Так вот, к сожалению, я узнал, что Евгения Федоровна Книпович скорее разделяет симпатии «Нового мира», чем «Октября». Можно себе представить мое настроение, хотя моя позиция не умещалась в прокрустово ложе этих узко групповых пристрастий новомирцев и октябристов. Но имя Шолохова уже тогда вызывало неоднозначное, как бы сейчас сказали, отношение, особенно после его выступления на Втором съезде писателей в декабре 1954 года. А моя любовь ко всему, что написал Шолохов, явственно обозначилась в книге.
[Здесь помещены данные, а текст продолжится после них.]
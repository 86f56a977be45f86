//! Algorithm 1: bounded-depth BFS from a source (`spec.md` §4.4.1).

use std::collections::{HashSet, VecDeque};

use super::weight::extract as extract_weight;
use super::AlgorithmOptions;
use crate::backend::Backend;
use crate::cancel::CancellationToken;
use crate::error::Result;
use crate::model::{Id, Node};
use crate::query::neighbors;

/// Runs a bounded-depth BFS from `source`.
///
/// Neighbor ordering within a level follows edge id (the backend's
/// documented deterministic tie-break) unless `weighted` is set, in which
/// case neighbors at each level are stably sorted by edge weight ascending
/// (descending if `opts.prefer_lower_weights` is `false`).
pub fn run(
    backend: &dyn Backend,
    source: &Id,
    depth: usize,
    weighted: bool,
    opts: &AlgorithmOptions,
    cancel: &CancellationToken,
) -> Result<Vec<Node>> {
    let start = backend.get_node(source)?;

    let mut visited: HashSet<Id> = HashSet::new();
    visited.insert(start.id.clone());
    let mut order = vec![start.clone()];

    let mut frontier: VecDeque<(Id, usize)> = VecDeque::new();
    frontier.push_back((start.id.clone(), 0));

    while let Some((current, level)) = frontier.pop_front() {
        cancel.check()?;
        if level >= depth {
            continue;
        }
        let mut level_neighbors = neighbors(backend, &current, opts.direction, opts.edge_key.as_deref())?;
        level_neighbors.retain(|(id, _)| !visited.contains(id));

        if weighted {
            let mut weighted_neighbors = Vec::with_capacity(level_neighbors.len());
            for (id, edge) in level_neighbors {
                let w = extract_weight(&edge, &opts.weight_property, opts.default_weight)?;
                weighted_neighbors.push((id, w));
            }
            weighted_neighbors.sort_by(|a, b| {
                if opts.prefer_lower_weights {
                    a.1.partial_cmp(&b.1).unwrap()
                } else {
                    b.1.partial_cmp(&a.1).unwrap()
                }
            });
            for (id, _) in weighted_neighbors {
                if visited.insert(id.clone()) {
                    if let Ok(node) = backend.get_node(&id) {
                        order.push(node);
                    }
                    frontier.push_back((id, level + 1));
                }
            }
        } else {
            for (id, _) in level_neighbors {
                if visited.insert(id.clone()) {
                    if let Ok(node) = backend.get_node(&id) {
                        order.push(node);
                    }
                    frontier.push_back((id, level + 1));
                }
            }
        }
    }

    Ok(order)
}

#[cfg(test)]
mod tests {
    use super::*;
    use crate::backend::memory::MemoryBackend;
    use crate::backend::ConflictPolicy;
    use crate::model::{Edge, Node};
    use crate::value::DataMap;

    fn fixture() -> MemoryBackend {
        let mut backend = MemoryBackend::new();
        for id in ["1", "2", "3"] {
            backend
                .insert_node(Node::new(Some(Id::from(id)), None, DataMap::new()), ConflictPolicy::Error)
                .unwrap();
        }
        backend
            .insert_edge(
                Edge::new(None, None, Id::from("1"), Id::from("2"), 5.0, DataMap::new()),
                ConflictPolicy::Error,
            )
            .unwrap();
        backend
            .insert_edge(
                Edge::new(None, None, Id::from("1"), Id::from("3"), 1.0, DataMap::new()),
                ConflictPolicy::Error,
            )
            .unwrap();
        backend
    }

    #[test]
    fn weighted_bfs_orders_by_ascending_weight() {
        let backend = fixture();
        let opts = AlgorithmOptions::default();
        let result = run(&backend, &Id::from("1"), 1, true, &opts, &CancellationToken::none()).unwrap();
        let ids: Vec<String> = result.iter().map(|n| n.id.to_string()).collect();
        assert_eq!(ids, vec!["1", "3", "2"]);
    }

    #[test]
    fn depth_zero_returns_only_source() {
        let backend = fixture();
        let opts = AlgorithmOptions::default();
        let result = run(&backend, &Id::from("1"), 0, false, &opts, &CancellationToken::none()).unwrap();
        assert_eq!(result.len(), 1);
    }
}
Однажды Евгения Федоровна позвонила в редакцию и попросила автора рукописи «Гуманизм Шолохова» забрать свою рукопись с ее рецензией, она неважно себя чувствует и в ближайшее время не может прийти в редакцию, а ей хочется познакомиться с автором и поговорить. О своем отношении к рукописи ничего не сказала.
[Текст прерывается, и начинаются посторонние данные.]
//! Structured queries: breadth-first reads over the store contract
//! (`spec.md` §4.4, "Structured queries").
//!
//! This is the simpler of the two read surfaces — the five graph algorithms
//! live in [`crate::algorithms`] and share the neighbor-walking helpers
//! defined here.

use std::collections::{HashSet, VecDeque};

use crate::backend::{Backend, EdgeFilter};
use crate::cancel::CancellationToken;
use crate::error::Result;
use crate::model::{Id, Node};
use crate::value::DataMap;

/// Which edges to follow from a node.
#[derive(Debug, Clone, Copy, PartialEq, Eq, Default)]
pub enum Direction {
    /// Follow edges where the node is `source`.
    #[default]
    Outgoing,
    /// Follow edges where the node is `target`.
    Incoming,
    /// Follow both, ignoring direction (the undirected projection).
    Both,
}

/// A structured breadth-first read (`spec.md` §4.4).
#[derive(Debug, Clone)]
pub struct Query {
    /// The node to start the walk from.
    pub start_node_id: Id,
    /// Which edges to follow. Defaults to [`Direction::Outgoing`].
    pub direction: Direction,
    /// Restrict the walk to edges with this key/label.
    pub edge_key: Option<String>,
    /// Keep only visited nodes whose `data` contains every entry here.
    pub data: DataMap,
    /// Maximum BFS depth from the start node. Defaults to `1`.
    pub depth: usize,
    /// Maximum number of nodes to return. Defaults to `100`.
    pub limit: usize,
}

impl Query {
    /// Builds a query starting from `start_node_id`, with the documented defaults.
    pub fn new(start_node_id: Id) -> Self {
        Self {
            start_node_id,
            direction: Direction::Outgoing,
            edge_key: None,
            data: DataMap::new(),
            depth: 1,
            limit: 100,
        }
    }
}

/// Returns the neighbor ids reachable from `node` in `direction`, restricted
/// to `edge_key` if set, ordered by edge id.
///
/// Ordering by edge id is the backend's documented tie-breaker
/// (`spec.md` §4.4, "Result guarantees"); for auto-generated ids this
/// coincides with insertion order, since ids are UUIDv7.
pub(crate) fn neighbors(
    backend: &dyn Backend,
    node: &Id,
    direction: Direction,
    edge_key: Option<&str>,
) -> Result<Vec<(Id, crate::model::Edge)>> {
    let mut out = Vec::new();
    if matches!(direction, Direction::Outgoing | Direction::Both) {
        let filter = EdgeFilter {
            source: Some(node.clone()),
            target: None,
            key: edge_key.map(str::to_string),
        };
        for edge in backend.iterate_edges(&filter)? {
            let target = edge.target.clone();
            out.push((target, edge));
        }
    }
    if matches!(direction, Direction::Incoming | Direction::Both) {
        let filter = EdgeFilter {
            source: None,
            target: Some(node.clone()),
            key: edge_key.map(str::to_string),
        };
        for edge in backend.iterate_edges(&filter)? {
            let source = edge.source.clone();
            out.push((source, edge));
        }
    }
    out.sort_by(|a, b| a.1.id.cmp(&b.1.id));
    Ok(out)
}

/// Executes a structured BFS query against the backend.
///
/// Visits nodes breadth-first from `query.start_node_id`, filters by
/// `query.data`, and truncates to `query.limit`. An unknown start node
/// surfaces [`crate::error::Error::NotFound`].
pub fn execute(backend: &dyn Backend, query: &Query, cancel: &CancellationToken) -> Result<Vec<Node>> {
    let start = backend.get_node(&query.start_node_id)?;

    let mut visited: HashSet<Id> = HashSet::new();
    visited.insert(start.id.clone());

    let mut results = Vec::new();
    if matches_filter(&start, &query.data) {
        results.push(start.clone());
    }

    let mut frontier: VecDeque<(Id, usize)> = VecDeque::new();
    frontier.push_back((start.id.clone(), 0));

    while let Some((current, depth)) = frontier.pop_front() {
        cancel.check()?;
        if results.len() >= query.limit {
            break;
        }
        if depth >= query.depth {
            continue;
        }
        for (neighbor_id, edge) in neighbors(backend, &current, query.direction, query.edge_key.as_deref())? {
            let _ = &edge;
            if visited.contains(&neighbor_id) {
                continue;
            }
            visited.insert(neighbor_id.clone());
            let Ok(neighbor) = backend.get_node(&neighbor_id) else {
                continue;
            };
            if matches_filter(&neighbor, &query.data) {
                results.push(neighbor.clone());
                if results.len() >= query.limit {
                    break;
                }
            }
            frontier.push_back((neighbor_id, depth + 1));
        }
    }

    results.truncate(query.limit);
    Ok(results)
}

fn matches_filter(node: &Node, filter: &DataMap) -> bool {
    filter.iter().all(|(k, v)| node.data.get(k) == Some(v))
}
//! Structured logging setup, mirroring the teacher's `logging.rs`: a thin
//! wrapper around `tracing_subscriber`'s env-filtered formatter. The store
//! itself never calls this — it's for a binary or test harness that wants
//! readable `trace!`/`debug!`/`warn!`/`error!` output without each caller
//! reimplementing the subscriber setup.

use tracing_subscriber::{fmt, EnvFilter};

use crate::error::{Error, Result};

/// Initializes a process-wide `tracing` subscriber filtered by `level`
/// (e.g. `"info"`, `"graphos_core=debug"`). Fails if a subscriber is
/// already installed, or if `level` isn't a valid filter directive.
pub fn init_logging(level: &str) -> Result<()> {
    fmt()
        .with_env_filter(
            EnvFilter::try_new(level)
                .map_err(|e| Error::backend_internal(format!("invalid log level: {e}")))?,
        )
        .with_target(true)
        .try_init()
        .map_err(|_| Error::backend_internal("logging already initialized"))
}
Евгения Федоровна жила где-то в центре, недалеко от Гнездниковского, я быстро нашел ее квартиру. Евгения Федоровна показалась мне в то время глубокой старухой, а было ей всего-то 63 – 64 года. Умна, приветлива, угостила меня чаем, как раз она сидела за столом, расспросила об издательстве, о том, чем я занимаюсь. Я сдержанно рассказывал, проклиная в душе всю эту интеллигентность и не переставая думать о главном – что сулит мне этот визит. Наконец, чай выпит, чашки убраны со стола, она подошла к секретеру, взяла мою рукопись и сказала:
– Виктор Васильевич, я с удовольствием прочитала вашу рукопись, она выгодно отличается от всего, что мне приходилось читать о Шолохове. Есть некоторые шероховатости в стиле, но это от вашей молодости, темперамента, все это легко можно поправить. Удачи вам. Всего вам доброго!
Вроде бы обнадежила, но я тут же, как только закрылась за мной дверь, лихорадочно развязал тесемки и пробежал глазами текст рецензии, сразу отлегло, напряжение спало. На крыльях радости я возвращался в издательство, всю дорогу торжествующе улыбался, представляя себе постное выражение лица заведующей редакцией критики и литературоведения при чтении очередной положительной рецензии на «Гуманизм Шолохова». Так надеялись на Евгению Федоровну, частенько она давала резко отрицательные отзывы на присланные ей рукописи, но такой рецензии в редакции не ожидали, значит, не угадали в выборе рецензента, ведь она совсем из другого лагеря. Сначала Гоффеншефер «подвел», осудил их за то, что ему дали рукопись, в которой автор полемизирует с точкой зрения его единомышленников, теперь – Книпович.
Шел, вспоминаю, 1964 год. В литературных кругах заговорили о 60-летии М.А. Шолохова, редакции журналов и издательств планировали отметить этот юбилей. Я совершенно был уверен, что и «Советский писатель» задумается об этом и включит в план выпуска мою книгу, тем более что Валентина Михайловна Карпова, главный редактор издательства, направила рукопись (после четырех положительных рецензий) Анатолию Вениаминовичу Калинину, члену правления издательства, и получила просто восторженный отзыв от него. Но в план так и не включили. Я был в отчаянии. В самом начале своей работы в издательстве я и не помышлял об издании своей кандидатской диссертации, но теперь-то столько вложено дополнительного труда, столько еще прочитано о Шолохове за это время, а концепция Л.Г. Якименко и его единомышленников по-прежнему торжествовала. Было отчего затосковать. Время-то идет, идеи, высказанные в статье «Два Григория Мелехова» в 1958 году, могут потускнеть, свежий материал может превратиться в залежалый товар и пр. и пр.